I saw Natalie Silvanovich give a talk titled "Attacking ECMAScript Engines with Redefinition" at Black Hat.

So what is redefinition? Let's say we wanted to redefine, per Natalie's example, this...

alert("hello");

 
 

...which manifests like this...

 
 

Well, an eye-opener that I've had this summer is that any of ECMAScript's keywords may be set like variables to be something else. In Natalie's example a function and an assignment were added upstream of the alert like so:

function f(mystring) {
   document.write(mystring);
}
alert = f;
alert("hello");

 
 

...giving:

 
 

...for me in Google Chrome. Do you see how alert now writes something instead of throwing up an alert? If you could slip in the function and the assignment in an XSS attack you could make this fairly mundane change occur at a web site and, thus, write to the browser all alerts downstream of your injection point.
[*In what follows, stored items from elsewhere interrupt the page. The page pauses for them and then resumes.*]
//! Routing of fund tickers to the fetcher that claims them.

use std::collections::BTreeSet;
use std::fmt;

use async_trait::async_trait;
use tracing::{debug, info};

use crate::config::AppConfig;
use crate::core::holdings::normalize_ticker;
use crate::core::{HoldingsMap, ScrapeError};
use crate::providers::{
    ArkProvider, FetchSettings, HoldingsProvider, ISharesProvider, InvescoProvider, ZacksProvider,
    ark, invesco, ishares,
};

/// The fetcher a fund ticker resolves to.
#[derive(Debug, Clone, Copy, PartialEq, Eq)]
pub enum Source {
    Ishares,
    Ark,
    Invesco,
    Zacks,
}

impl Source {
    pub fn name(&self) -> &'static str {
        match self {
            Source::Ishares => "ishares",
            Source::Ark => "ark",
            Source::Invesco => "invesco",
            Source::Zacks => "zacks",
        }
    }
}

impl fmt::Display for Source {
    fn fmt(&self, f: &mut fmt::Formatter<'_>) -> fmt::Result {
        f.write_str(self.name())
    }
}

/// Fund membership for the issuer fetchers, fixed at construction. Zacks
/// serves any listed ETF and so carries no list of its own.
#[derive(Debug, Clone)]
pub struct ProviderRoster {
    ishares: BTreeSet<String>,
    ark: BTreeSet<String>,
    invesco: BTreeSet<String>,
}

impl ProviderRoster {
    pub fn new<I, A, V>(ishares: I, ark: A, invesco: V) -> Self
    where
        I: IntoIterator,
        I::Item: AsRef<str>,
        A: IntoIterator,
        A::Item: AsRef<str>,
        V: IntoIterator,
        V::Item: AsRef<str>,
    {
        fn to_set<T: IntoIterator>(items: T) -> BTreeSet<String>
        where
            T::Item: AsRef<str>,
        {
            items
                .into_iter()
                .map(|fund| fund.as_ref().to_uppercase())
                .collect()
        }

        ProviderRoster {
            ishares: to_set(ishares),
            ark: to_set(ark),
            invesco: to_set(invesco),
        }
    }

    /// Resolves a fund to its source. Issuer lists are checked in a fixed
    /// order; anything unclaimed goes to the Zacks fallback.
    pub fn select(&self, fund: &str) -> Source {
        let fund = fund.to_uppercase();
        if self.ishares.contains(&fund) {
            Source::Ishares
        } else if self.ark.contains(&fund) {
            Source::Ark
        } else if self.invesco.contains(&fund) {
            Source::Invesco
        } else {
            Source::Zacks
        }
    }
}

impl Default for ProviderRoster {
    fn default() -> Self {
        ProviderRoster::new(
            ishares::FUND_PATHS.iter().map(|(fund, _)| *fund),
            ark::FUNDS.iter().copied(),
            invesco::FUNDS.iter().copied(),
        )
    }
}

/// Produces today's holdings for a fund ticker.
#[async_trait]
pub trait Scraper: Send + Sync {
    async fn scrape(&self, fund: &str) -> Result<HoldingsMap, ScrapeError>;
}

/// Routes each fund to the fetcher its roster entry names. There is no
/// cross-provider fallback: if the selected fetcher fails, the scrape
/// fails.
pub struct HoldingsScraper {
    roster: ProviderRoster,
    ishares: ISharesProvider,
    ark: ArkProvider,
    invesco: InvescoProvider,
    zacks: ZacksProvider,
}

impl HoldingsScraper {
    pub fn new(
        roster: ProviderRoster,
        ishares: ISharesProvider,
        ark: ArkProvider,
        invesco: InvescoProvider,
        zacks: ZacksProvider,
    ) -> Self {
        HoldingsScraper {
            roster,
            ishares,
            ark,
            invesco,
            zacks,
        }
    }

    pub fn from_config(config: &AppConfig) -> Self {
        let settings = FetchSettings::from_config(config);
        HoldingsScraper::new(
            ProviderRoster::default(),
            ISharesProvider::new(config.providers.ishares_url(), settings.clone()),
            ArkProvider::new(config.providers.ark_url(), settings.clone()),
            InvescoProvider::new(config.providers.invesco_url(), settings.clone()),
            ZacksProvider::new(config.providers.zacks_url(), settings),
        )
    }
}

#[async_trait]
impl Scraper for HoldingsScraper {
    async fn scrape(&self, fund: &str) -> Result<HoldingsMap, ScrapeError> {
        let fund = normalize_ticker(fund);
        let source = self.roster.select(&fund);
        debug!("Dispatching {} to {}", fund, source);

        let holdings = match source {
            Source::Ishares => self.ishares.fetch_holdings(&fund, None).await?,
            Source::Ark => self.ark.fetch_holdings(&fund, None).await?,
            Source::Invesco => self.invesco.fetch_holdings(&fund, None).await?,
            Source::Zacks => self.zacks.fetch_holdings(&fund, None).await?,
        };

        if holdings.is_empty() {
            return Err(ScrapeError::no_data(&fund, source.name()));
        }

        info!("Scraped {} holdings for {} via {}", holdings.len(), fund, source);
        Ok(holdings)
    }
}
Natalie was quick to caution that the effect I describe above is what mostly happens in the JavaScript space. In some browsers the alert will still be an alert and in other browsers neither the alert nor the document.write will be tripped. In this later scenario, nothing happens at all. Anyways, beyond this silly example, if you use your imagination/creativity you can probably come up with some ways to do some real harm. I put my hand up and asked about the effects on JavaScript frameworks such as AngularJS and Natalie in response suggested that her personal testing and research in advance of the talk really instead focused on the ActionScript of Adobe Flash. Apparently there are plenty-o-vulnerabilities of this shape in ActionScript 2.0 and she had numerous slides with numerous examples. __resolve apparently may be run when a property or method is undefined. If you can overpower __resolve with your own madness, well... yikes! Another way to hack is to subclass an existing object. Properties on a "class" can sometimes be overwritten by extending the class. When I close my eyes and try to picture the hack I suppose this would allow for some internal mechanics of the thing being tampered with to continue to behave while others get redefined. ActionScript 3.0 has a lot of the pitfalls filled in to prevent you from falling down a hole and hurting yourself, but Natalie suggested there were still problems with ActionScript 3.0 too. I don't know what injection attacks look like in the Flash space. Does one enter stuff into a form in a Flash app only to have something interpreted as a string get reinterpreted as ActionScript? I don't know and Natalie didn't delve into how to push attacks in. She did suggest that one thing that could be done to make redefinitions harder to obtain was to put wrappers around functions as suggested here. Using a fuzzer to bombard your engine to find weakness (should it exist) was also recommended. IDA in particular was mentioned by name.